Whether these doctors should be brought to the United States has sparked fear of outbreak among the American people. However, the Centers for Disease Control and Prevention (CDC) has decided correctly in bringing the Americans back to the country.
Dr. Brantly arrived Saturday, August 2, and Writebol landed on Tuesday, August 5. Although seriously ill, both patients are described as “improving” after being given doses of an experimental serum that has yet to undergo clinical trials. The two are currently staying in isolation units at Emory University Hospital in Atlanta, which CNN describes as “one of four US institutions” capable of caring for them.
Even though the patients are in isolation, many still fear the possibility of a mass outbreak. People are anxious about catching the virus, which begins with flu-like symptoms before escalating to deteriorate kidney and liver function and cause internal as well as external bleeding, diarrhea, and vomiting. Compounding these fears is the mortality rate of Ebola, which has been as high as 90% in previous epidemics.
Yet Dr. William Schaffner, an infectious disease specialist at the Vanderbilt University School of Medicine, has stated, “the risk for Americans is essentially zero.”
This is because the virus is not airborne and spreads through contact with bodily fluids like blood, saliva, urine, and other secretions of those that are infected. Victims continue to be contagious after death, and the spread of the virus has been linked to burial practices in West Africa that involve the ritual cleansing of bodies.
According to Schaffner, “The average citizen . . . [can] be reassured that this viral infection is not going to establish itself in this country. We don’t have the environment that is conducive to this virus.”
Jaeyi Hahn, a rising junior at North Hollywood High School, agrees with Dr. Shaffer and is not panicking.

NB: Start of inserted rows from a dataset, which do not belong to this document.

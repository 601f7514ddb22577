//! Loading announced-size byte sources into an arena.
//!
//! Asset loaders typically learn a file's size first and then read it into
//! a caller buffer. [`ByteSource`] captures that two-step contract so the
//! arena can reserve exactly the announced size up front.

use crate::arena::Arena;
use crate::error::ArenaError;

/// Anything that reports its length and then copies itself out.
pub trait ByteSource {
    /// Number of bytes [`read_into`](Self::read_into) will produce.
    fn byte_len(&self) -> usize;

    /// Fill `dst` from the start and return how many bytes were written.
    ///
    /// `dst` is exactly [`byte_len`](Self::byte_len) bytes long. A return
    /// value different from that length is reported as
    /// [`ArenaError::SourceLength`].
    fn read_into(&self, dst: &mut [u8]) -> usize;
}

impl ByteSource for [u8] {
    fn byte_len(&self) -> usize {
        self.len()
    }

    fn read_into(&self, dst: &mut [u8]) -> usize {
        let n = self.len().min(dst.len());
        dst[..n].copy_from_slice(&self[..n]);
        n
    }
}

impl ByteSource for str {
    fn byte_len(&self) -> usize {
        self.len()
    }

    fn read_into(&self, dst: &mut [u8]) -> usize {
        self.as_bytes().read_into(dst)
    }
}

impl ByteSource for Vec<u8> {
    fn byte_len(&self) -> usize {
        self.len()
    }

    fn read_into(&self, dst: &mut [u8]) -> usize {
        self.as_slice().read_into(dst)
    }
}

impl ByteSource for String {
    fn byte_len(&self) -> usize {
        self.len()
    }

    fn read_into(&self, dst: &mut [u8]) -> usize {
        self.as_bytes().read_into(dst)
    }
}

impl<S: ByteSource + ?Sized> ByteSource for &S {
    fn byte_len(&self) -> usize {
        (**self).byte_len()
    }

    fn read_into(&self, dst: &mut [u8]) -> usize {
        (**self).read_into(dst)
    }
}

impl<'buf> Arena<'buf> {
    /// Push `source.byte_len()` bytes on the bottom side and fill them.
    ///
    /// On [`ArenaError::SourceLength`] the region stays pushed; restore a
    /// checkpoint taken before the call to reclaim it.
    #[allow(clippy::mut_from_ref)]
    pub fn load<S: ByteSource + ?Sized>(&self, source: &S) -> Result<&mut [u8], ArenaError> {
        let expected = source.byte_len();
        let dst = self.push(expected)?;
        let actual = source.read_into(dst);
        if actual != expected {
            return Err(ArenaError::SourceLength { expected, actual });
        }
        Ok(dst)
    }

    /// Like [`Arena::load`], with one extra trailing `0` byte.
    ///
    /// The returned slice includes the terminator.
    #[allow(clippy::mut_from_ref)]
    pub fn load_nul_terminated<S: ByteSource + ?Sized>(
        &self,
        source: &S,
    ) -> Result<&mut [u8], ArenaError> {
        let expected = source.byte_len();
        let dst = self.push(expected.saturating_add(1))?;
        let (body, nul) = dst.split_at_mut(expected);
        let actual = source.read_into(body);
        if actual != expected {
            return Err(ArenaError::SourceLength { expected, actual });
        }
        nul[0] = 0;
        Ok(dst)
    }
}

“The return of the two infected individuals is not a dangerous or unjustified action at all,” Hahn told JSR, “because of the minimal risk methods taken by the United States officials and the chance to observe the virus and work on a way to prevent an epidemic from spreading in the future.”
Despite all the anxiety that currently exists over the issue of the Ebola virus making its way into the United States, it is important to consider the issue with more perspective. These Americans caught the virus while doing voluntary humanitarian work in an attempt to alleviate the terrible conditions in Liberia. Their compassion and efforts ought to be applauded.
Dr. Gary Green, a program director at Abilene Christian University (ACU) who worked with Dr. Brantly during the latter’s undergraduate studies, has described him in ACU’s alumni magazine as “someone who is very compassionate, considerate, and always upbeat… Kent’s the kind of guy who would weigh benefits versus risk, then try to take himself out of the equation [and think], ‘What do I bring to the table? Is the risk worth taking because I can benefit so many people?’”
Opposition to treatment may even be dangerous, as opposition may send a negative message to doctors planning future medical trips to third world countries.
If the CDC were to have decided against bringing the doctors to the US, other humanitarians might be discouraged from going abroad to assist in the treatment of this and other diseases. If they are afraid that they’ll be rejected by their home country in the event of infection, then the doctors that are most well-equipped and well-educated may be reticent to share their knowledge or treat the patients living in third world countries. This may even increase the risk of diseases spiraling out of control within and outside of the countries where they originate.
Rather than fear Ebola, US citizens should support these humanitarian aid workers and those treating them.